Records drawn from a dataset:
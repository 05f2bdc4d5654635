//! Operator-side actions: the slot schedule and entitlement grants.

use crate::environment::BookingEnvironment;
use crate::error::BookingError;
use crate::retry::{RetryPolicy, retry_transient};
use skyslot_core::entitlement::resolve_tier;
use skyslot_core::{
    Entitlement, EntitlementError, Money, NaiveDate, NaiveTime, OperatorId, PackageId, SlotId,
    SlotStatus, TimeSlot, UserId,
};

/// Slot scheduling, availability and entitlement grants.
#[derive(Clone)]
pub struct OperatorActions {
    env: BookingEnvironment,
    retry: RetryPolicy,
}

/// What to schedule.
#[derive(Clone, Debug, PartialEq, Eq)]
pub struct SlotSchedule {
    /// Operator flying the slot
    pub operator_id: OperatorId,
    /// Calendar date
    pub date: NaiveDate,
    /// Departure time
    pub start_time: NaiveTime,
    /// Length of the flight
    pub duration_minutes: u32,
    /// Seat capacity, at least one
    pub max_passengers: u32,
    /// Package the slot is sold under; `None` sells any of the operator's
    pub package_id: Option<PackageId>,
}

impl OperatorActions {
    /// Create the operator actions over `env`.
    #[must_use]
    pub const fn new(env: BookingEnvironment, retry: RetryPolicy) -> Self {
        Self { env, retry }
    }

    /// Creates an empty, available slot.
    ///
    /// # Errors
    ///
    /// [`BookingError::InvalidInput`] for a zero capacity, or a store failure.
    #[tracing::instrument(skip(self, schedule), fields(operator_id = %schedule.operator_id, date = %schedule.date))]
    pub async fn schedule_slot(&self, schedule: SlotSchedule) -> Result<TimeSlot, BookingError> {
        let slot = TimeSlot::schedule(
            schedule.operator_id,
            schedule.date,
            schedule.start_time,
            schedule.duration_minutes,
            schedule.max_passengers,
            schedule.package_id,
        )?;
        self.env.slots.insert(slot.clone()).await?;
        tracing::info!(slot_id = %slot.id, max_passengers = slot.max_passengers, "Slot scheduled");
        Ok(slot)
    }

    /// Stops further reservations on a slot. Held seats stay held.
    ///
    /// # Errors
    ///
    /// [`BookingError::NotFound`] or a store failure.
    pub async fn close_slot(&self, slot_id: SlotId) -> Result<TimeSlot, BookingError> {
        let slot = self.env.slots.set_closed(slot_id, true).await?;
        tracing::info!(%slot_id, "Slot closed");
        Ok(slot)
    }

    /// Lifts the closed override; the status follows occupancy again.
    ///
    /// # Errors
    ///
    /// [`BookingError::NotFound`] or a store failure.
    pub async fn reopen_slot(&self, slot_id: SlotId) -> Result<TimeSlot, BookingError> {
        let slot = self.env.slots.set_closed(slot_id, false).await?;
        tracing::info!(%slot_id, status = %slot.status, "Slot reopened");
        Ok(slot)
    }

    /// Deletes a slot that holds no seats.
    ///
    /// # Errors
    ///
    /// [`BookingError::SlotInUse`] while seats are held,
    /// [`BookingError::NotFound`] or a store failure.
    pub async fn delete_slot(&self, slot_id: SlotId) -> Result<(), BookingError> {
        self.env.slots.delete(slot_id).await?;
        tracing::info!(%slot_id, "Slot deleted");
        Ok(())
    }

    /// Slots on `date` that can still take a passenger on `package_id`,
    /// ordered by start time.
    ///
    /// # Errors
    ///
    /// [`BookingError::NotFound`] for an unknown package, or a store failure.
    pub async fn available_slots(
        &self,
        package_id: PackageId,
        date: NaiveDate,
    ) -> Result<Vec<TimeSlot>, BookingError> {
        let package = retry_transient(&self.retry, || self.env.packages.get(package_id))
            .await?
            .ok_or_else(|| BookingError::NotFound(format!("package {package_id}")))?;
        let slots = retry_transient(&self.retry, || {
            self.env.slots.slots_on(package.operator_id, date)
        })
        .await?;
        Ok(slots
            .into_iter()
            .filter(|slot| {
                slot.status != SlotStatus::Closed
                    && slot.available_seats() > 0
                    && slot.package_id.is_none_or(|id| id == package_id)
            })
            .collect())
    }

    /// Records a support contribution as an unconsumed entitlement.
    ///
    /// The operator's tier whose band contains `contribution` is granted;
    /// on overlapping bands the highest rank wins.
    ///
    /// # Errors
    ///
    /// [`BookingError::InvalidInput`] when no tier covers the amount, or a
    /// store failure.
    #[tracing::instrument(skip(self))]
    pub async fn grant_entitlement(
        &self,
        user_id: UserId,
        operator_id: OperatorId,
        contribution: Money,
    ) -> Result<Entitlement, BookingError> {
        let tiers = retry_transient(&self.retry, || {
            self.env.entitlements.tiers_for_operator(operator_id)
        })
        .await?;
        let tier = resolve_tier(&tiers, contribution)
            .ok_or(EntitlementError::NoMatchingTier(contribution.minor()))?;
        let entitlement = Entitlement::grant(user_id, tier, self.env.clock.now());
        self.env.entitlements.insert(entitlement.clone()).await?;
        tracing::info!(
            entitlement_id = %entitlement.id,
            tier = %tier.name,
            rank = tier.sort_order,
            "Entitlement granted"
        );
        Ok(entitlement)
    }
}

#[cfg(test)]
#[allow(clippy::unwrap_used)]
mod tests {
    use super::*;
    use crate::environment::InMemoryBackend;
    use skyslot_core::store::SlotStore;
    use skyslot_testing::{fixtures, test_clock};
    use std::sync::Arc;

    fn actions(backend: &InMemoryBackend) -> OperatorActions {
        OperatorActions::new(
            backend.environment(Arc::new(test_clock())),
            RetryPolicy::none(),
        )
    }

    fn schedule(operator_id: OperatorId, max_passengers: u32) -> SlotSchedule {
        SlotSchedule {
            operator_id,
            date: fixtures::tuesday(),
            start_time: NaiveTime::from_hms_opt(9, 0, 0).unwrap(),
            duration_minutes: 30,
            max_passengers,
            package_id: None,
        }
    }

    #[tokio::test]
    async fn scheduled_slot_starts_empty_and_available() {
        let backend = InMemoryBackend::new();
        let slot = actions(&backend)
            .schedule_slot(schedule(OperatorId::new(), 4))
            .await
            .unwrap();
        assert_eq!(slot.status, SlotStatus::Available);
        assert_eq!(slot.current_passengers, 0);
        assert!(backend.slots.snapshot(slot.id).is_some());
    }

    #[tokio::test]
    async fn zero_capacity_is_invalid_input() {
        let backend = InMemoryBackend::new();
        let result = actions(&backend)
            .schedule_slot(schedule(OperatorId::new(), 0))
            .await;
        assert!(matches!(result, Err(BookingError::InvalidInput(_))));
    }

    #[tokio::test]
    async fn reopen_restores_booked_when_full() {
        let backend = InMemoryBackend::new();
        let actions = actions(&backend);
        let slot = actions
            .schedule_slot(schedule(OperatorId::new(), 2))
            .await
            .unwrap();
        backend.slots.reserve(slot.id, 2).await.unwrap();

        assert_eq!(actions.close_slot(slot.id).await.unwrap().status, SlotStatus::Closed);
        assert_eq!(actions.reopen_slot(slot.id).await.unwrap().status, SlotStatus::Booked);
    }

    #[tokio::test]
    async fn delete_refused_while_seats_are_held() {
        let backend = InMemoryBackend::new();
        let actions = actions(&backend);
        let slot = actions
            .schedule_slot(schedule(OperatorId::new(), 2))
            .await
            .unwrap();
        backend.slots.reserve(slot.id, 1).await.unwrap();

        let result = actions.delete_slot(slot.id).await;
        assert!(matches!(result, Err(BookingError::SlotInUse { occupied: 1, .. })));

        backend.slots.release(slot.id, 1).await.unwrap();
        actions.delete_slot(slot.id).await.unwrap();
        assert!(backend.slots.snapshot(slot.id).is_none());
    }

    #[tokio::test]
    async fn availability_skips_closed_full_and_foreign_slots() {
        let backend = InMemoryBackend::new();
        let actions = actions(&backend);
        let operator_id = OperatorId::new();
        let package = fixtures::package(operator_id, 10_000, 4);
        backend.packages.add(package.clone());

        let open = actions.schedule_slot(schedule(operator_id, 2)).await.unwrap();
        let full = actions.schedule_slot(schedule(operator_id, 1)).await.unwrap();
        backend.slots.reserve(full.id, 1).await.unwrap();
        let closed = actions.schedule_slot(schedule(operator_id, 2)).await.unwrap();
        actions.close_slot(closed.id).await.unwrap();
        let mut other_package = schedule(operator_id, 2);
        other_package.package_id = Some(PackageId::new());
        actions.schedule_slot(other_package).await.unwrap();

        let available = actions
            .available_slots(package.id, fixtures::tuesday())
            .await
            .unwrap();
        assert_eq!(available.iter().map(|s| s.id).collect::<Vec<_>>(), vec![open.id]);
    }

    #[tokio::test]
    async fn grant_picks_covering_tier() {
        let backend = InMemoryBackend::new();
        let operator_id = OperatorId::new();
        backend
            .entitlements
            .add_tier(fixtures::tier(operator_id, "Bronze", 1_000, Some(4_999), 1));
        backend
            .entitlements
            .add_tier(fixtures::tier(operator_id, "Gold", 5_000, None, 3));
        let actions = actions(&backend);
        let user_id = UserId::new();

        let granted = actions
            .grant_entitlement(user_id, operator_id, Money::from_minor(7_500))
            .await
            .unwrap();
        assert_eq!(granted.tier_sort_order, 3);
        assert!(!granted.booking_used);

        let result = actions
            .grant_entitlement(user_id, operator_id, Money::from_minor(500))
            .await;
        assert!(matches!(result, Err(BookingError::InvalidInput(_))));
    }
}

| DIRECTIONS FOR THIS TASK |
Look above for the line holding "self.env.slots.slots_on(package.operator_id, date)". Print it and every line after it, exactly, through the line holding "#[tracing::instrument(skip(self))]".

| TASK RESPONSE |
            self.env.slots.slots_on(package.operator_id, date)
        })
        .await?;
        Ok(slots
            .into_iter()
            .filter(|slot| {
                slot.status != SlotStatus::Closed
                    && slot.available_seats() > 0
                    && slot.package_id.is_none_or(|id| id == package_id)
            })
            .collect())
    }

    /// Records a support contribution as an unconsumed entitlement.
    ///
    /// The operator's tier whose band contains `contribution` is granted;
    /// on overlapping bands the highest rank wins.
    ///
    /// # Errors
    ///
    /// [`BookingError::InvalidInput`] when no tier covers the amount, or a
    /// store failure.
    #[tracing::instrument(skip(self))]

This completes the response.